** Information provided follows **

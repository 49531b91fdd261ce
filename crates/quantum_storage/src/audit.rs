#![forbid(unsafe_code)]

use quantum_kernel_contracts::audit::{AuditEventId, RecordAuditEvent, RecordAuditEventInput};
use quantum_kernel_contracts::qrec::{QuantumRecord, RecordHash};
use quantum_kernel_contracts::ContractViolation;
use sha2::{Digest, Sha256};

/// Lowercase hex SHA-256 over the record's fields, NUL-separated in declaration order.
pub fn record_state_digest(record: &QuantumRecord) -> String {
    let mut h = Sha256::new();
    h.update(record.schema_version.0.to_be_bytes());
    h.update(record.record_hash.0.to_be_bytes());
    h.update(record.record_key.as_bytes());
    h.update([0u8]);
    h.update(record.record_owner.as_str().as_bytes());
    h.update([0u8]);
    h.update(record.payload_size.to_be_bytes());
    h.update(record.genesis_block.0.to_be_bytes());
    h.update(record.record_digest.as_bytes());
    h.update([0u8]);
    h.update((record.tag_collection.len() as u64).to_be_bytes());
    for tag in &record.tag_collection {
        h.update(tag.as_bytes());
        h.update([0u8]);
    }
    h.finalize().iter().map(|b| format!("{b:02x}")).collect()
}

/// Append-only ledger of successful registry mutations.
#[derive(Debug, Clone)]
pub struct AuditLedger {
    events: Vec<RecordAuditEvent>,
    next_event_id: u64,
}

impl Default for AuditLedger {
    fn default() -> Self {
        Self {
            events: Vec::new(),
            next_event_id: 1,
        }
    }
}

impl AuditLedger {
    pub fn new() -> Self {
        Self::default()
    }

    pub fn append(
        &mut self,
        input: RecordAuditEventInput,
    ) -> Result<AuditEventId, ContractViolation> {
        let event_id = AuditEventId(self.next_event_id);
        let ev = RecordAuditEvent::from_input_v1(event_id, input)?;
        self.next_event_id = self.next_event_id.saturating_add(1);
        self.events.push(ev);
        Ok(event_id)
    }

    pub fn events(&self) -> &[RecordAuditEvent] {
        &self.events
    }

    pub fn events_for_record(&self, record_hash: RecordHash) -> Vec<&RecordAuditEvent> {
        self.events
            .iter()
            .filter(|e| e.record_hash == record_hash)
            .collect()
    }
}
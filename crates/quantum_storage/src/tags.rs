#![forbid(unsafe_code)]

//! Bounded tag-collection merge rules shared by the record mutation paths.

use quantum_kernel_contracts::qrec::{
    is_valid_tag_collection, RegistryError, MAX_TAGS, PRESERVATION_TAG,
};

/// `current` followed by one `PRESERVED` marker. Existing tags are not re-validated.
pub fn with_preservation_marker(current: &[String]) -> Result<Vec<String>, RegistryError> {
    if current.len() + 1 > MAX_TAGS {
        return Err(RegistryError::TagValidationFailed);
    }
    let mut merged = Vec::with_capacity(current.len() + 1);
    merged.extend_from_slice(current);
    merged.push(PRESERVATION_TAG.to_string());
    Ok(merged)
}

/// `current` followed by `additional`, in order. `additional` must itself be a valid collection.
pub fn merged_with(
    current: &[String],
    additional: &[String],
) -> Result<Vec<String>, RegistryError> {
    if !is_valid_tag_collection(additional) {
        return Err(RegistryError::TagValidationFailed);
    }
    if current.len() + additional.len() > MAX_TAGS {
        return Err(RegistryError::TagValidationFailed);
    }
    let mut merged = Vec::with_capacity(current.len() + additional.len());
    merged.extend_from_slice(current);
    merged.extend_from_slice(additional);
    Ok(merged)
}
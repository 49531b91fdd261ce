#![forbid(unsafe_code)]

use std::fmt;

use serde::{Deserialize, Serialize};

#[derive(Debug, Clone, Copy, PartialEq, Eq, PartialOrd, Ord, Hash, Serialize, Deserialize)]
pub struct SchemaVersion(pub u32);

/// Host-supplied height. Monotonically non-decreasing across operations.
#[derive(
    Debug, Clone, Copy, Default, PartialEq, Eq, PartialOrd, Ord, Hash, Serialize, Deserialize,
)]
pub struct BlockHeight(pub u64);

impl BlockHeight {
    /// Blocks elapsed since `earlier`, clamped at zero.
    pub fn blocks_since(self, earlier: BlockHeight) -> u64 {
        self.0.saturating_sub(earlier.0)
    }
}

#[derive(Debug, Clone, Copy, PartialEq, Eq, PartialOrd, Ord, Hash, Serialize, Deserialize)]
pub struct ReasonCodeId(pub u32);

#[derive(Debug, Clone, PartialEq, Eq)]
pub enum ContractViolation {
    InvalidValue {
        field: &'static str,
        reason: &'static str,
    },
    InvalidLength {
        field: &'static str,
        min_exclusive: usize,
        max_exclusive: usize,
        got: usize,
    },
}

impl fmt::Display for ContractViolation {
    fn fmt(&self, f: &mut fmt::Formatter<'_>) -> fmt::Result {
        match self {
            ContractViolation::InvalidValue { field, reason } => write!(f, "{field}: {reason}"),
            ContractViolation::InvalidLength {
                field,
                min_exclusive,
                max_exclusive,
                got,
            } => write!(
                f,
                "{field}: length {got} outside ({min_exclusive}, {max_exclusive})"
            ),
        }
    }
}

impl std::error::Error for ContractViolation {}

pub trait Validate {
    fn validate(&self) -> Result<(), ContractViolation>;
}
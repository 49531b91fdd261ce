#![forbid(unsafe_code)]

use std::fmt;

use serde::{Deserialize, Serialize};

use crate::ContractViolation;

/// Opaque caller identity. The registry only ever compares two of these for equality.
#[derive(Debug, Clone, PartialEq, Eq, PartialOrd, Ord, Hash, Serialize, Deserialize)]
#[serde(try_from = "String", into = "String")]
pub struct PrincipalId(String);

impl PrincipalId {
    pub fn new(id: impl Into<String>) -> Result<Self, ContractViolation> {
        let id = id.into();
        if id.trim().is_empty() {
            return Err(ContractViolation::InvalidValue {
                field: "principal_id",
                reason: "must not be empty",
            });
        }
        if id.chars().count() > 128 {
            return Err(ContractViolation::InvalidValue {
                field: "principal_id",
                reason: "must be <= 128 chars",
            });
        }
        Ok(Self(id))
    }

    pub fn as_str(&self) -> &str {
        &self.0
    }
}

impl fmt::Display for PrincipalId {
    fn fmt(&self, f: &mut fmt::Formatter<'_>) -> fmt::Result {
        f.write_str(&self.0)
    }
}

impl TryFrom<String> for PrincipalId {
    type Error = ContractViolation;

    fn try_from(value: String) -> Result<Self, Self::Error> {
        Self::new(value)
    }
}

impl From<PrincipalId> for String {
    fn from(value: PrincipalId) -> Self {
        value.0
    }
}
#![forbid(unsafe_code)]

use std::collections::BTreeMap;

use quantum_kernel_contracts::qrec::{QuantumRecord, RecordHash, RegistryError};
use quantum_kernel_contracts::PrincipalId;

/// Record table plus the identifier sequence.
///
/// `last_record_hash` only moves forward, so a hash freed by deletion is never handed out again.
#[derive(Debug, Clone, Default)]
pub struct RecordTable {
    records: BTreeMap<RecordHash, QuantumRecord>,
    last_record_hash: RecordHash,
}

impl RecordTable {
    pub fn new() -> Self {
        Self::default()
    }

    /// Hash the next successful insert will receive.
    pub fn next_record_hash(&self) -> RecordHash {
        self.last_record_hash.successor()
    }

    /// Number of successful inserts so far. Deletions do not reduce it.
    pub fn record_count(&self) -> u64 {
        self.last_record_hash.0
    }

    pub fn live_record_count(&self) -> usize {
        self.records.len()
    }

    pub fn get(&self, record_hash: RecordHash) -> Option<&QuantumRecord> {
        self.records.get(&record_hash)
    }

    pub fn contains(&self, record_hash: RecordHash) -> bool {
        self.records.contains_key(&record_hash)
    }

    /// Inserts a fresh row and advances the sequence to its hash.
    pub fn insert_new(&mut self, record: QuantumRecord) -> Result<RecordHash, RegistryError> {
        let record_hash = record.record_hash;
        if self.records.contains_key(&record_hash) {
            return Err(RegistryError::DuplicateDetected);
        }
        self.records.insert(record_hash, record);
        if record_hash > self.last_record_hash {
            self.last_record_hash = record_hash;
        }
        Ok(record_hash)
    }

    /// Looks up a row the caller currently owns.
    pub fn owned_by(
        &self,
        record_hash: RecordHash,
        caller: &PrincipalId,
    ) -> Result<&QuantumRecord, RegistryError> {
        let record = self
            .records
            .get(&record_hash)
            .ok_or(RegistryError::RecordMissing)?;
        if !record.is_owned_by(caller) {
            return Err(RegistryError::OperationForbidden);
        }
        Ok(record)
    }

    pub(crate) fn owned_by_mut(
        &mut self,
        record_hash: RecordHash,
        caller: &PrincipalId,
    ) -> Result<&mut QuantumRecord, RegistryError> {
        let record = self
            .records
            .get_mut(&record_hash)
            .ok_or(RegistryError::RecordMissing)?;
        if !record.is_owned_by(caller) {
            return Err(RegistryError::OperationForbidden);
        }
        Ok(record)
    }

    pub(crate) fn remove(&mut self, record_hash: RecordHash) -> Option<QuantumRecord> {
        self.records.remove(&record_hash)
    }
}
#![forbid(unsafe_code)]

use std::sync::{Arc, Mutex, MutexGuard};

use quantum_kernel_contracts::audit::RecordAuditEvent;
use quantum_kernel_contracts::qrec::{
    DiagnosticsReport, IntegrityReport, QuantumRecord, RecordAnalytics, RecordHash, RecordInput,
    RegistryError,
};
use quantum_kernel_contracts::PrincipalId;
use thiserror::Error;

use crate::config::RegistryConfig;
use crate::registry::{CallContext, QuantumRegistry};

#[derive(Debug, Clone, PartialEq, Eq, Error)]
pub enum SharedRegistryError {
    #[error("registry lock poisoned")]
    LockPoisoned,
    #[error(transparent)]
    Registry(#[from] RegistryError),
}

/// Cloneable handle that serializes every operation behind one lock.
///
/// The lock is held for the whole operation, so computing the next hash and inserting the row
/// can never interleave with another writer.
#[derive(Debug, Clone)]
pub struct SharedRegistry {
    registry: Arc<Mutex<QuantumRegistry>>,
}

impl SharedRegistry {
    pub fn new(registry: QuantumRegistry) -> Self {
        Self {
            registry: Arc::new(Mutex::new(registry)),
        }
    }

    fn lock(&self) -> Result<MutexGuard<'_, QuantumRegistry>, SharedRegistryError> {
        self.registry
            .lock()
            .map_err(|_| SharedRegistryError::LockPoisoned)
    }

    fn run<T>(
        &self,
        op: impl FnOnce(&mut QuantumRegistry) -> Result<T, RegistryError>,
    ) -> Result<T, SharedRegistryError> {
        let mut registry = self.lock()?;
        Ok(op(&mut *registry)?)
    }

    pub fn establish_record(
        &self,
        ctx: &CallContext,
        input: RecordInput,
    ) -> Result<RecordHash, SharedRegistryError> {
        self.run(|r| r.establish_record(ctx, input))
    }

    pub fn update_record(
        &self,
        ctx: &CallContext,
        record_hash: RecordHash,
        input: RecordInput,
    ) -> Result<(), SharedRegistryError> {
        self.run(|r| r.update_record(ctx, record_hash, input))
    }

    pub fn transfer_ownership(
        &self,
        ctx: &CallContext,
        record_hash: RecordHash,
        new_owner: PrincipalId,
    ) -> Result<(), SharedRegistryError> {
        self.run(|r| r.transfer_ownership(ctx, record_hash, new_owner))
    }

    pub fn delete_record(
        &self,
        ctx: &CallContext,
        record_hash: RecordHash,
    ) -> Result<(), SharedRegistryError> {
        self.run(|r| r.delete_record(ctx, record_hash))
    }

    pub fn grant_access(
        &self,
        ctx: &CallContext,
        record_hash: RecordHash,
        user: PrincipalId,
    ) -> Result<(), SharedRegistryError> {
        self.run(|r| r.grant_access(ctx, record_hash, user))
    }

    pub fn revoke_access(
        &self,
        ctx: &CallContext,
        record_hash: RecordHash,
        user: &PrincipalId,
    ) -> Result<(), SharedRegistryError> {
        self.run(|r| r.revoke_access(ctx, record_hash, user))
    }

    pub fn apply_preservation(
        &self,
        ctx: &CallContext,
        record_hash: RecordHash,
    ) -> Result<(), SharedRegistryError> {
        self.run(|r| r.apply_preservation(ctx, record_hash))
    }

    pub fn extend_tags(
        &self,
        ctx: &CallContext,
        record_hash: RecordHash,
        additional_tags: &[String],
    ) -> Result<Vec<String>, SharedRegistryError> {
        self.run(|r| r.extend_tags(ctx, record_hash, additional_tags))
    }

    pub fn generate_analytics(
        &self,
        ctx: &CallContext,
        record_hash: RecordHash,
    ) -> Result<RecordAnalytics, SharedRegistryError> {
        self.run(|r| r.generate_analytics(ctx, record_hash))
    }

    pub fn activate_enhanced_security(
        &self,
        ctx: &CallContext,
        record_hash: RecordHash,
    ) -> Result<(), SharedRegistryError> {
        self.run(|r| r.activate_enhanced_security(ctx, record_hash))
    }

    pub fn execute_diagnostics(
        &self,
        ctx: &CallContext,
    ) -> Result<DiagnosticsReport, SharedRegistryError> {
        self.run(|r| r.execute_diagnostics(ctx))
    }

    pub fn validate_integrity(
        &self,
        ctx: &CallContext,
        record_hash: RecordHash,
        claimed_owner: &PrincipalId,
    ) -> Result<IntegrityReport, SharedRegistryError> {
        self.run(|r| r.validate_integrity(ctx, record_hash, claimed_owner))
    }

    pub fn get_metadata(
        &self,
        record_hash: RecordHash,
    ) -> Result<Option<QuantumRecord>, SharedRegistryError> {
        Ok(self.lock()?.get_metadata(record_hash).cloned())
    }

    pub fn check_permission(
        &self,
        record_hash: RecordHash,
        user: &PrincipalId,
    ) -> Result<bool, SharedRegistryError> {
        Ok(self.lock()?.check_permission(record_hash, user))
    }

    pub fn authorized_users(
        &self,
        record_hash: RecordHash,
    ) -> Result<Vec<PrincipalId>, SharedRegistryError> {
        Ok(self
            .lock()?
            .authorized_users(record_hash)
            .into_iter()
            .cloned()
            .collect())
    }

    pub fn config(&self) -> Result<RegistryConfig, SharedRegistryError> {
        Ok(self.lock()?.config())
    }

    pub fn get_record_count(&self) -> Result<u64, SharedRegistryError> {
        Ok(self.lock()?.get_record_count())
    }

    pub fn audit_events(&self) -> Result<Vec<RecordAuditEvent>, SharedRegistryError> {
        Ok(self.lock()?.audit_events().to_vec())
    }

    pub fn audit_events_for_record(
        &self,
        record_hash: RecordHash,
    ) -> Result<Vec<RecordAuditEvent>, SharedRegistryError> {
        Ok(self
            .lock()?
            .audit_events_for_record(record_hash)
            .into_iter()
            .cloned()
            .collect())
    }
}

** End of Information provided **

• Exercise directions: The lines you return should be those above that contain the word "LockPoisoned", every one of them.

• Exercise solution:
    LockPoisoned,
            .map_err(|_| SharedRegistryError::LockPoisoned)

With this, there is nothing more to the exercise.